=== Work instructions ===
Look over the material for the string "VEVENT". Copy every line where it turns up.

=== Input ===

//! WebDAV request bodies and multistatus parsing.

use std::io::Cursor;

use quick_xml::Writer;
use quick_xml::events::{BytesEnd, BytesStart, BytesText, Event};

use crate::error::{ProviderError, ProviderResult};

pub const DAV_NS: &str = "DAV:";
pub const CALDAV_NS: &str = "urn:ietf:params:xml:ns:caldav";
/// CalendarServer extensions (getctag).
pub const CS_NS: &str = "http://calendarserver.org/ns/";
/// Apple iCal extensions (calendar-color).
pub const ICAL_NS: &str = "http://apple.com/ns/ical/";

/// One `<response>` of a multistatus body.
#[derive(Debug, Clone, Default, PartialEq, Eq)]
pub struct DavResponse {
    pub href: String,
    /// Response-level status code, when the server sent one.
    pub status: Option<u16>,
    pub is_calendar: bool,
    pub display_name: Option<String>,
    pub color: Option<String>,
    pub ctag: Option<String>,
    pub etag: Option<String>,
    pub calendar_data: Option<String>,
}

struct Body {
    writer: Writer<Cursor<Vec<u8>>>,
}

impl Body {
    fn new() -> Self {
        Self {
            writer: Writer::new(Cursor::new(Vec::new())),
        }
    }

    fn write(&mut self, event: Event<'_>) -> &mut Self {
        // Writing into a Vec cannot fail.
        self.writer
            .write_event(event)
            .expect("in-memory XML write failed");
        self
    }

    fn root(&mut self, name: &str, namespaces: &[(&str, &str)]) -> &mut Self {
        let mut start = BytesStart::new(name);
        for ns in namespaces {
            start.push_attribute(*ns);
        }
        self.write(Event::Start(start))
    }

    fn open(&mut self, name: &str) -> &mut Self {
        self.write(Event::Start(BytesStart::new(name)))
    }

    fn open_named(&mut self, name: &str, value: &str) -> &mut Self {
        let mut start = BytesStart::new(name);
        start.push_attribute(("name", value));
        self.write(Event::Start(start))
    }

    fn close(&mut self, name: &str) -> &mut Self {
        self.write(Event::End(BytesEnd::new(name)))
    }

    fn empty(&mut self, name: &str) -> &mut Self {
        self.write(Event::Empty(BytesStart::new(name)))
    }

    fn text_element(&mut self, name: &str, text: &str) -> &mut Self {
        self.open(name);
        self.write(Event::Text(BytesText::new(text)));
        self.close(name)
    }

    fn finish(self) -> String {
        String::from_utf8_lossy(&self.writer.into_inner().into_inner()).into_owned()
    }
}

/// PROPFIND body listing calendar collections with their tags.
pub fn propfind_calendars_body() -> String {
    let mut body = Body::new();
    body.root(
        "d:propfind",
        &[
            ("xmlns:d", DAV_NS),
            ("xmlns:cs", CS_NS),
            ("xmlns:ic", ICAL_NS),
        ],
    )
    .open("d:prop")
    .empty("d:resourcetype")
    .empty("d:displayname")
    .empty("ic:calendar-color")
    .empty("cs:getctag")
    .close("d:prop")
    .close("d:propfind");
    body.finish()
}

/// calendar-query REPORT body asking for the etag of every VEVENT resource.
pub fn etag_query_body() -> String {
    let mut body = Body::new();
    body.root(
        "c:calendar-query",
        &[("xmlns:d", DAV_NS), ("xmlns:c", CALDAV_NS)],
    )
    .open("d:prop")
    .empty("d:getetag")
    .close("d:prop")
    .open("c:filter")
    .open_named("c:comp-filter", "VCALENDAR")
    .open_named("c:comp-filter", "VEVENT")
    .close("c:comp-filter")
    .close("c:comp-filter")
    .close("c:filter")
    .close("c:calendar-query");
    body.finish()
}

/// calendar-multiget REPORT body fetching the data of `hrefs`.
pub fn multiget_body<S: AsRef<str>>(hrefs: &[S]) -> String {
    let mut body = Body::new();
    body.root(
        "c:calendar-multiget",
        &[("xmlns:d", DAV_NS), ("xmlns:c", CALDAV_NS)],
    )
    .open("d:prop")
    .empty("d:getetag")
    .empty("c:calendar-data")
    .close("d:prop");
    for href in hrefs {
        body.text_element("d:href", href.as_ref());
    }
    body.close("c:calendar-multiget");
    body.finish()
}

fn local_name(name: &[u8]) -> String {
    let name = String::from_utf8_lossy(name);
    name.rsplit(':').next().unwrap_or(&name).to_string()
}

/// `HTTP/1.1 404 Not Found` → 404.
fn status_code(line: &str) -> Option<u16> {
    line.split_whitespace().nth(1)?.parse().ok()
}

/// Parses a 207 multistatus body.
///
/// Anything that is not well-formed XML with a `multistatus` root is an
/// invalid server answer.
pub fn parse_multistatus(xml: &str) -> ProviderResult<Vec<DavResponse>> {
    let mut reader = quick_xml::Reader::from_str(xml);
    reader.config_mut().trim_text(true);

    let mut responses = Vec::new();
    let mut current: Option<DavResponse> = None;
    let mut element: Option<String> = None;
    let mut in_propstat = false;
    let mut saw_root = false;
    let mut depth = 0usize;

    loop {
        let event = reader.read_event().map_err(|e| {
            ProviderError::invalid_server(format!(
                "malformed multistatus at byte {}: {}",
                reader.buffer_position(),
                e
            ))
        })?;
        if matches!(event, Event::Start(_)) {
            depth += 1;
        }
        match event {
            Event::Start(e) | Event::Empty(e) => {
                let local = local_name(e.name().as_ref());
                if !saw_root {
                    if local != "multistatus" {
                        return Err(ProviderError::invalid_server(format!(
                            "expected multistatus, got <{}>",
                            local
                        )));
                    }
                    saw_root = true;
                    continue;
                }
                match local.as_str() {
                    "response" => current = Some(DavResponse::default()),
                    "propstat" => in_propstat = true,
                    "calendar" => {
                        if let Some(ref mut response) = current {
                            response.is_calendar = true;
                        }
                    }
                    "href" | "status" | "displayname" | "calendar-color" | "getctag"
                    | "getetag" | "calendar-data" => element = Some(local),
                    _ => {}
                }
            }
            Event::End(e) => {
                depth = depth.saturating_sub(1);
                let local = local_name(e.name().as_ref());
                match local.as_str() {
                    "response" => responses.extend(current.take()),
                    "propstat" => in_propstat = false,
                    _ => {}
                }
                element = None;
            }
            Event::Text(e) => {
                let text = e
                    .unescape()
                    .map_err(|e| ProviderError::invalid_server(format!("bad XML text: {}", e)))?
                    .into_owned();
                assign(&mut current, element.as_deref(), text, in_propstat);
            }
            Event::CData(e) => {
                let text = String::from_utf8_lossy(&e).into_owned();
                assign(&mut current, element.as_deref(), text, in_propstat);
            }
            Event::Eof => break,
            _ => {}
        }
    }

    if !saw_root {
        return Err(ProviderError::invalid_server("empty multistatus body"));
    }
    if depth != 0 {
        return Err(ProviderError::invalid_server("truncated multistatus body"));
    }
    Ok(responses)
}

fn assign(current: &mut Option<DavResponse>, element: Option<&str>, text: String, in_propstat: bool) {
    let (Some(response), Some(element)) = (current.as_mut(), element) else {
        return;
    };
    match element {
        "href" if response.href.is_empty() => response.href = text,
        "status" if !in_propstat => response.status = status_code(&text),
        "displayname" => response.display_name = Some(text),
        "calendar-color" => response.color = Some(text),
        "getctag" => response.ctag = Some(text),
        "getetag" => response.etag = Some(text),
        "calendar-data" => match response.calendar_data {
            Some(ref mut data) => data.push_str(&text),
            None => response.calendar_data = Some(text),
        },
        _ => {}
    }
}

#[cfg(test)]
mod tests {
    use super::*;

    #[test]
    fn propfind_body_asks_for_collection_props() {
        let body = propfind_calendars_body();
        assert!(body.starts_with("<d:propfind"));
        for prop in ["resourcetype", "displayname", "calendar-color", "getctag"] {
            assert!(body.contains(prop), "missing {}", prop);
        }
    }

    #[test]
    fn etag_query_has_no_calendar_data() {
        let body = etag_query_body();
        assert!(body.contains("<d:getetag/>"));
        assert!(body.contains(r#"<c:comp-filter name="VEVENT">"#));
        assert!(!body.contains("calendar-data"));
    }

    #[test]
    fn multiget_escapes_hrefs() {
        let body = multiget_body(&["/cal/a.ics", "/cal/b&c.ics"]);
        assert!(body.contains("<d:href>/cal/a.ics</d:href>"));
        assert!(body.contains("<d:href>/cal/b&amp;c.ics</d:href>"));
        assert!(body.contains("<c:calendar-data/>"));
    }

    #[test]
    fn parses_calendar_collections() {
        let xml = r#"<?xml version="1.0" encoding="utf-8"?>
<multistatus xmlns="DAV:" xmlns:C="urn:ietf:params:xml:ns:caldav" xmlns:CS="http://calendarserver.org/ns/">
  <response>
    <href>/calendars/alice/</href>
    <propstat>
      <prop><resourcetype><collection/></resourcetype></prop>
      <status>HTTP/1.1 200 OK</status>
    </propstat>
  </response>
  <response>
    <href>/calendars/alice/work/</href>
    <propstat>
      <prop>
        <displayname>Work</displayname>
        <resourcetype><collection/><C:calendar/></resourcetype>
        <CS:getctag>"ctag-7"</CS:getctag>
      </prop>
      <status>HTTP/1.1 200 OK</status>
    </propstat>
  </response>
</multistatus>"#;
        let responses = parse_multistatus(xml).unwrap();
        assert_eq!(responses.len(), 2);
        assert!(!responses[0].is_calendar);
        let work = &responses[1];
        assert!(work.is_calendar);
        assert_eq!(work.href, "/calendars/alice/work/");
        assert_eq!(work.display_name.as_deref(), Some("Work"));
        assert_eq!(work.ctag.as_deref(), Some("\"ctag-7\""));
        assert_eq!(work.status, None);
    }

    #[test]
    fn parses_report_with_data_and_missing_resources() {
        let xml = r#"<d:multistatus xmlns:d="DAV:" xmlns:c="urn:ietf:params:xml:ns:caldav">
  <d:response>
    <d:href>/cal/work/a.ics</d:href>
    <d:propstat>
      <d:prop>
        <d:getetag>"e1"</d:getetag>
        <c:calendar-data><![CDATA[BEGIN:VCALENDAR
BEGIN:VEVENT
UID:a
SUMMARY:R&D
END:VEVENT
END:VCALENDAR]]></c:calendar-data>
      </d:prop>
      <d:status>HTTP/1.1 200 OK</d:status>
    </d:propstat>
  </d:response>
  <d:response>
    <d:href>/cal/work/gone.ics</d:href>
    <d:status>HTTP/1.1 404 Not Found</d:status>
  </d:response>
</d:multistatus>"#;
        let responses = parse_multistatus(xml).unwrap();
        assert_eq!(responses[0].etag.as_deref(), Some("\"e1\""));
        assert!(responses[0].calendar_data.as_deref().unwrap().contains("SUMMARY:R&D"));
        assert_eq!(responses[1].href, "/cal/work/gone.ics");
        assert_eq!(responses[1].status, Some(404));
        assert!(responses[1].calendar_data.is_none());
    }

    #[test]
    fn non_multistatus_is_invalid_server() {
        let err = parse_multistatus("<html><body>login</body></html>").unwrap_err();
        assert_eq!(err.code(), crate::ProviderErrorCode::InvalidServer);
        assert!(parse_multistatus("").is_err());
        assert!(parse_multistatus("<d:multistatus xmlns:d=\"DAV:\"><d:response>").is_err());
    }
}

=== Answer to this problem ===
/// calendar-query REPORT body asking for the etag of every VEVENT resource.
    .open_named("c:comp-filter", "VEVENT")
        assert!(body.contains(r#"<c:comp-filter name="VEVENT">"#));
BEGIN:VEVENT
END:VEVENT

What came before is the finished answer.